Опешил Гришка, но деться было некуда. Понял он тогда, знать, что придется ему все мне выложить как на духу:
– Ох, дядя Максим, все я тебе расскажу, да только ты мужикам не говори: ну как отберут мою шкатулочку заветную.
– Никто, Гришка, тебя не обидит. А коли не хочешь рассказывать, так и не говори.
– Нет, – говорит Гришка, – все тебе расскажу.
И рассказал мальчонка, что шкатулочку эту он получил, когда матушка его любимая помирала. Гришке мало лет было, но все он помнил: матушка помирает и Гришку зовет. Гришка пришел, плачет. А матушка ему и говорит:
– Не плачь, любимый мой сынок Гришенька. Уж чему быть, того не миновать. А вот тебе шкатулочка. Ты береги ее, а как грустно станет, так открой и послушай. Да только береги…
С теми словами и померла Гришина матушка. Гриша же стал жить у дядьки, а дядька как-то раз ему и говорит:
– Ты, Гриша, уже большой, кормить мне тебя нет обязанности. Вот и ступай со двора.

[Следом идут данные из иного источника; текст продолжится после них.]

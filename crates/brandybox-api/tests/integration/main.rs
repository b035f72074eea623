//! Integration tests for brandybox-api
//!
//! Uses wiremock to simulate the Brandy Box server and verifies the
//! client and the remote store adapter end to end.

mod common;

mod test_client;
mod test_remote_store;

Что мальцу было делать? Пошел он из деревни, в город прибрел. В вечеру и решил открыть шкатулочку, когда уж невмочь стало как тоскливо. А из шкатулочки голос матушки и говорит:
– Ты, любимый мой сынок Гришенька, пойди к сапожнику Ермолаю да наймись в работники.

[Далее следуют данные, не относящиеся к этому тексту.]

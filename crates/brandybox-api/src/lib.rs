//! Brandy Box API - HTTP client for the Brandy Box file API
//!
//! Provides:
//! - Bearer-authenticated access to the `/api/files` endpoints
//! - Streamed uploads and downloads
//! - An [`IRemoteStore`](brandybox_core::ports::IRemoteStore) adapter for
//!   the sync engine
//!
//! ## Modules
//!
//! - [`client`] - HTTP client and endpoint wrappers
//! - [`provider`] - `HttpRemoteStore`, the remote store port over HTTP

pub mod client;
pub mod provider;

use std::time::Duration;

use brandybox_core::ports::TransportError;
use thiserror::Error;

pub use client::ApiClient;
pub use provider::HttpRemoteStore;

/// Errors that can occur when talking to the Brandy Box server
#[derive(Debug, Error)]
pub enum ApiError {
    /// The access token is missing, expired or lacks permission (401/403)
    #[error("Unauthorized: {0}")]
    Unauthorized(String),

    /// The requested file does not exist
    #[error("Not found: {0}")]
    NotFound(String),

    /// Rate limit exceeded (429)
    #[error("Too many requests, retry after {retry_after:?}")]
    TooManyRequests {
        /// Parsed `Retry-After` header, if one was sent
        retry_after: Option<Duration>,
    },

    /// Any other non-success status
    #[error("HTTP {status}: {message}")]
    Status { status: u16, message: String },

    /// A network-level error occurred
    #[error("Network error: {0}")]
    Network(#[from] reqwest::Error),

    /// The response could not be parsed or was malformed
    #[error("Invalid response: {0}")]
    InvalidResponse(String),
}

impl From<ApiError> for TransportError {
    fn from(err: ApiError) -> Self {
        match err {
            ApiError::Unauthorized(msg) => Self::Unauthorized(msg),
            ApiError::NotFound(msg) => Self::NotFound(msg),
            ApiError::TooManyRequests { retry_after } => Self::RateLimited { retry_after },
            ApiError::Status { status, message } => Self::Server { status, message },
            ApiError::Network(e) if e.is_decode() => Self::InvalidResponse(e.to_string()),
            ApiError::Network(e) => Self::Network(e.to_string()),
            ApiError::InvalidResponse(msg) => Self::InvalidResponse(msg),
        }
    }
}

Гриша так и сделал. Только с той поры каждый вечер открывал он шкатулочку, чтоб не видел никто, с матушкой своей разговаривал. Та добрым словом помогала сынку милому, жалела сироту. А как выгнал Ермолай-сапожник Гришку бедного на мороз из-за того яичка, что куму сапог испортил, так Гришка опять за шкатулочку – матушка и присоветовала ему пойти к нам в завод.
Вот ведь дивная история! Никому про нее не сказал я – вы и так знаете, что дядя Максим не из болтливых. И все же дней пять прошло, как в ночи будит меня наш Гришка:
– Дядя Максим, дядя Максим, проснись…
И сказал мне Гришка в ту ночь, что только что открыл он шкатулочку, как матушка ему и говорит:
– Гришенька, сынок мой любимый, скажи ты рабочим, чтобы не ходили они завтра в цех, а весь день сидели бы в бараке да и вовсе на улицу носа не показывали. Беда будет!